Task statement: Among the entries, find each line that includes the string "collect" and list it.
(Provided information begins)
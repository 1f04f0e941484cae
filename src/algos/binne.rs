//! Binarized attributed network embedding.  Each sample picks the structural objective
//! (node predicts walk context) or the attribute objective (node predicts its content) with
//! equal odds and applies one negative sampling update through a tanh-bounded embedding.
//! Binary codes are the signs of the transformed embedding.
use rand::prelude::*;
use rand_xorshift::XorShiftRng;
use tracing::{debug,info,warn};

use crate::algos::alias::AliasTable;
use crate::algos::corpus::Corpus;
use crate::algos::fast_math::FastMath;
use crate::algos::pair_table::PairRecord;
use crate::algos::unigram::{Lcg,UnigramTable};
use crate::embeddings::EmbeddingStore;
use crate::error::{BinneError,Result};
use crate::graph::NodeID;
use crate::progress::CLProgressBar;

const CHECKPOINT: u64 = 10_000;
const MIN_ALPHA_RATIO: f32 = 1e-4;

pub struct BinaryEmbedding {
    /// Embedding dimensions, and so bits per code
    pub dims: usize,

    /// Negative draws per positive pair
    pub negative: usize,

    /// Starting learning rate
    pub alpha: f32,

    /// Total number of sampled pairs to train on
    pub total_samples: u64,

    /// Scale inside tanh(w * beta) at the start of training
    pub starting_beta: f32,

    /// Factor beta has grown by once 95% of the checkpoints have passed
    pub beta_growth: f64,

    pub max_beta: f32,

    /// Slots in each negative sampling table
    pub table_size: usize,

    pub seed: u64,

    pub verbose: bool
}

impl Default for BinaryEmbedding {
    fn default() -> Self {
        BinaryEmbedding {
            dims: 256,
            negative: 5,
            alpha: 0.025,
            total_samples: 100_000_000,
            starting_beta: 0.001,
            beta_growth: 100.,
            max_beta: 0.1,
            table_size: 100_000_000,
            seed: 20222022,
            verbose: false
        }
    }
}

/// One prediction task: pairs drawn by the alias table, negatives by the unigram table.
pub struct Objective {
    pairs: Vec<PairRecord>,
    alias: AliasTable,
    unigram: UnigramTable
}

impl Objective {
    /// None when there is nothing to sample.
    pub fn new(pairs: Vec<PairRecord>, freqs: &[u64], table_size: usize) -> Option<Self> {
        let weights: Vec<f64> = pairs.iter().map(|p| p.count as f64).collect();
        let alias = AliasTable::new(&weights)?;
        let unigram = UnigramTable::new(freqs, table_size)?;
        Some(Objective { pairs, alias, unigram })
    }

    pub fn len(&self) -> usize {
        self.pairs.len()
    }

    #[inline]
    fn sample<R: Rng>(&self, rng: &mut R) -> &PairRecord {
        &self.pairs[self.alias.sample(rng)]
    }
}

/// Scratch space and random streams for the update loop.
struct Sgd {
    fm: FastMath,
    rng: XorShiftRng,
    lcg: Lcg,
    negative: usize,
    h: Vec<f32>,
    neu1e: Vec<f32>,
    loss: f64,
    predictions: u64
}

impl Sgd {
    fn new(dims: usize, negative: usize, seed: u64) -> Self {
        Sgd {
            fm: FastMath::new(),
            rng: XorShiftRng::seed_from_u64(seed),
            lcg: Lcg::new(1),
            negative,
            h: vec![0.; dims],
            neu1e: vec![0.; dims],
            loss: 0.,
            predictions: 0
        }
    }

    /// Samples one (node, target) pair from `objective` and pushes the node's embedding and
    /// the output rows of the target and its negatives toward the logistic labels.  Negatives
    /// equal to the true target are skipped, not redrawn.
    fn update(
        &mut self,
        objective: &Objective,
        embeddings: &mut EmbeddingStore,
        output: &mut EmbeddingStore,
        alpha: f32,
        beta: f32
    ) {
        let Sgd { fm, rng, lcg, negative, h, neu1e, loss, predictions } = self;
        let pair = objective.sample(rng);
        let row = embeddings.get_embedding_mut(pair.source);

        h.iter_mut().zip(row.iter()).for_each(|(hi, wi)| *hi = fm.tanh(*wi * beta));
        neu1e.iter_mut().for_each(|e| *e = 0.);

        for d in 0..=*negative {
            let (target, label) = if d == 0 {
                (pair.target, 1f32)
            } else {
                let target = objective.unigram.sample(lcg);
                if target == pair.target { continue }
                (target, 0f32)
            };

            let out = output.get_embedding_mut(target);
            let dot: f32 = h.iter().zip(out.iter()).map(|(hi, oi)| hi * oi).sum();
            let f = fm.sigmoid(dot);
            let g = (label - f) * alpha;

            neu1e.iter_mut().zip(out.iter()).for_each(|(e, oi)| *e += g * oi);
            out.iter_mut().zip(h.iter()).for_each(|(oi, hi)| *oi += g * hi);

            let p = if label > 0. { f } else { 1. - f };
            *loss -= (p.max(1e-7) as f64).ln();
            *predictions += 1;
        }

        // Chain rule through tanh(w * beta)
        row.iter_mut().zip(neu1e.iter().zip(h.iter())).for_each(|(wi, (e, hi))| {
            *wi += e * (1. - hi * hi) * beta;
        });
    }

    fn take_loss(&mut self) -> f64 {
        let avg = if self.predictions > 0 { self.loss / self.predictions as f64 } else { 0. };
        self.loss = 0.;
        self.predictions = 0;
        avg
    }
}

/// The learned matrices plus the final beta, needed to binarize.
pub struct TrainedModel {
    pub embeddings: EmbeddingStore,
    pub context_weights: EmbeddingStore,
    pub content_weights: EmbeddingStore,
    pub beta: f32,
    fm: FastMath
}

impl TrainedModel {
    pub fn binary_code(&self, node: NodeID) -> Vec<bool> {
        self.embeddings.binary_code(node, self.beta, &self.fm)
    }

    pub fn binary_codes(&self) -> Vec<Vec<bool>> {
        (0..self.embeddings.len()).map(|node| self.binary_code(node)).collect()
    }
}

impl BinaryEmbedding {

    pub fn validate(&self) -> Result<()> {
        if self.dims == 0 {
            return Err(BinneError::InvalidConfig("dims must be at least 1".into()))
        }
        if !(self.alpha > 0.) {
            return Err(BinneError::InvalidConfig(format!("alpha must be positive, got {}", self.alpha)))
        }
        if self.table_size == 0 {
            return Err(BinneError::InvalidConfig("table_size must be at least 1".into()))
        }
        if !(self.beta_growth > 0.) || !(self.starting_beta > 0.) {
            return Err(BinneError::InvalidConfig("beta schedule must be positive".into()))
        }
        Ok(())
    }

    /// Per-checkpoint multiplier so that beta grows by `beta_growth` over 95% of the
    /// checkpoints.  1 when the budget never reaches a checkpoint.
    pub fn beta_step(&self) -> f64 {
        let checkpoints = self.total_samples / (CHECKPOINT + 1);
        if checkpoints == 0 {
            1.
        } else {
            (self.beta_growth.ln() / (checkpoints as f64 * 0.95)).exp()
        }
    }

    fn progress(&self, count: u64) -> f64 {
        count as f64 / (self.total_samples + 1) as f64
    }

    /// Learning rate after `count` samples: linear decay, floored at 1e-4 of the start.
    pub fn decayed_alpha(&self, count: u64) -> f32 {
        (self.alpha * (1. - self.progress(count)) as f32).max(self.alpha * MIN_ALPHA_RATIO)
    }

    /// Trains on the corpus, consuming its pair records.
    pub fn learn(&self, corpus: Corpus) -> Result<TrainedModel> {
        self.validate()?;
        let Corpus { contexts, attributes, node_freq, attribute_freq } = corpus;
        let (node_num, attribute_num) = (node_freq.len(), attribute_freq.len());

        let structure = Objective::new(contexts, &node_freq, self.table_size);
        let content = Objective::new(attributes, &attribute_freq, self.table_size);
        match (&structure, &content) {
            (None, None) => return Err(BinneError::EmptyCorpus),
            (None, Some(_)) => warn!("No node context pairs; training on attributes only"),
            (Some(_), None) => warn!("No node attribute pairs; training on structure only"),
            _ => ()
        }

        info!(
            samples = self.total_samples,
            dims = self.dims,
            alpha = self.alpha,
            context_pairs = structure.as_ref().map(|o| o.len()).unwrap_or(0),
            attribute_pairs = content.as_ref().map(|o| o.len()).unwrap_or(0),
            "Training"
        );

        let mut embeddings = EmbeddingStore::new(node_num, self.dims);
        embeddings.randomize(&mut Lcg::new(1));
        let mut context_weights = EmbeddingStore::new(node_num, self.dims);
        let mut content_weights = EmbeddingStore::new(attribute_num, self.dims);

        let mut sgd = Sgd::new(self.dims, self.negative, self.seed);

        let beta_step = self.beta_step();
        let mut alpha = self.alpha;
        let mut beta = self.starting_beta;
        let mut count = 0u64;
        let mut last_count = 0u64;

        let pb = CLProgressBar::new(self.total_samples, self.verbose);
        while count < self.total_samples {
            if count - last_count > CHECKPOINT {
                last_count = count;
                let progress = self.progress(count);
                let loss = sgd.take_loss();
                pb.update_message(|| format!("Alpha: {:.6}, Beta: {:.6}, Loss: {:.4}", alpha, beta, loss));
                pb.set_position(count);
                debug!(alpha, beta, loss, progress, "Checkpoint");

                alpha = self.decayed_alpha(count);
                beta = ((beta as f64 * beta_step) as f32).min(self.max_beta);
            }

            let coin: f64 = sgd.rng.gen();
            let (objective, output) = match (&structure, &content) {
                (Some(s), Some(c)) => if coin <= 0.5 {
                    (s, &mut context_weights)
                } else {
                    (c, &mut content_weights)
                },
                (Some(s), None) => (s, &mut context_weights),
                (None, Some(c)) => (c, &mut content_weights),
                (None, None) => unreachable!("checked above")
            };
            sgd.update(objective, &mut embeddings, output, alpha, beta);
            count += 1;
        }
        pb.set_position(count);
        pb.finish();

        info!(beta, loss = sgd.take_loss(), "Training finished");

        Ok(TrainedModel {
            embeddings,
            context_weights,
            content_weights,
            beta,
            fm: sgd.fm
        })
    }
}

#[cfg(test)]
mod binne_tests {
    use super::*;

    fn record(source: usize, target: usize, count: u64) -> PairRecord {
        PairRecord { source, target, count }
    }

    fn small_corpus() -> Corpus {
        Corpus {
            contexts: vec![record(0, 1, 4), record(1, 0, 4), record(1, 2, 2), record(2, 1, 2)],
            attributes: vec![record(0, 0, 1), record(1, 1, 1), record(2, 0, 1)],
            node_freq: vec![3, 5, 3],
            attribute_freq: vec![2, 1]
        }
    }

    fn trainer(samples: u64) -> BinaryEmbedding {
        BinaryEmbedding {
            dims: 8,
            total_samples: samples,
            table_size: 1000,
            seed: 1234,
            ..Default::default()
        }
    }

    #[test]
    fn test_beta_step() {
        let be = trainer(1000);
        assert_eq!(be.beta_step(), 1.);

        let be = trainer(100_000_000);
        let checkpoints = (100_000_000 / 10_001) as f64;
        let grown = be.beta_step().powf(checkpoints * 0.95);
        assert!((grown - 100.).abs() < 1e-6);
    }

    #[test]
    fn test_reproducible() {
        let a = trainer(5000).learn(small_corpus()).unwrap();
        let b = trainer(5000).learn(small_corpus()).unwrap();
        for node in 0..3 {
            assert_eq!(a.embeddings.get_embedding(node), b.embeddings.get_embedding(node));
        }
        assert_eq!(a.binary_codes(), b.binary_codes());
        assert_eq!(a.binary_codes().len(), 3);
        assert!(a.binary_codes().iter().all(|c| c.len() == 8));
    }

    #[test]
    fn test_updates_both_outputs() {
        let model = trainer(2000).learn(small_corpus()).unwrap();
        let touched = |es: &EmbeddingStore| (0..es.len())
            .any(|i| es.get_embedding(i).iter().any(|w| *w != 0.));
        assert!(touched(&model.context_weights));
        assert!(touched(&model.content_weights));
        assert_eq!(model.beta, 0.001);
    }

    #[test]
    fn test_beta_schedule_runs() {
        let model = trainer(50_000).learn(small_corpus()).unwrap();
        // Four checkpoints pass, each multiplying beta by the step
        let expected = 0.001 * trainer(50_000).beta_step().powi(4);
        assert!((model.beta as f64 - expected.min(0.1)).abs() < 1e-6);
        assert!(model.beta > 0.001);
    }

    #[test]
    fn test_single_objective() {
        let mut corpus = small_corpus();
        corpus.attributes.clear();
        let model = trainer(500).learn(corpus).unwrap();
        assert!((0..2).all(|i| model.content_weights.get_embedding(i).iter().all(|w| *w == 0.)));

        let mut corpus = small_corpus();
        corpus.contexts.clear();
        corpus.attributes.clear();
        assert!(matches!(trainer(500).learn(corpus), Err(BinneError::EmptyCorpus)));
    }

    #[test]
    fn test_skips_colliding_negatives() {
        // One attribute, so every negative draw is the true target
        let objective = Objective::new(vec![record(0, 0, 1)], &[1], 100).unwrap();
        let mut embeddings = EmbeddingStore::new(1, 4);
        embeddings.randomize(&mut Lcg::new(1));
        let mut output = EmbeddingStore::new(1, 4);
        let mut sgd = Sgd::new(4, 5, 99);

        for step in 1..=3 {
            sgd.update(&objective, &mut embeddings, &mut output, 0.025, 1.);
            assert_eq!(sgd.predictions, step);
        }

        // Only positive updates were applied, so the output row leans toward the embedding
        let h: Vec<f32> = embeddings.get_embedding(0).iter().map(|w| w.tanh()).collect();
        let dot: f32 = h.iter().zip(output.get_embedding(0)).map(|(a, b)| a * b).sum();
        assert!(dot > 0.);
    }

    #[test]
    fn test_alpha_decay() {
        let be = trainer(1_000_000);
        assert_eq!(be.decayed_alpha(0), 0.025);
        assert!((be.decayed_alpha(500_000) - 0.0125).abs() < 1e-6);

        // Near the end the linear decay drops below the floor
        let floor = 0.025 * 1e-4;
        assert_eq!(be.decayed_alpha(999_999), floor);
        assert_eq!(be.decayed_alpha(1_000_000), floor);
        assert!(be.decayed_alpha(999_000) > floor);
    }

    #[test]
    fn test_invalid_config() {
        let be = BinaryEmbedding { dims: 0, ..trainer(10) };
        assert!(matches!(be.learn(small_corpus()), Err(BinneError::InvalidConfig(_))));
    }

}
(Provided information ends)
Response box:
        let weights: Vec<f64> = pairs.iter().map(|p| p.count as f64).collect();
        (0..self.embeddings.len()).map(|node| self.binary_code(node)).collect()
        let h: Vec<f32> = embeddings.get_embedding(0).iter().map(|w| w.tanh()).collect();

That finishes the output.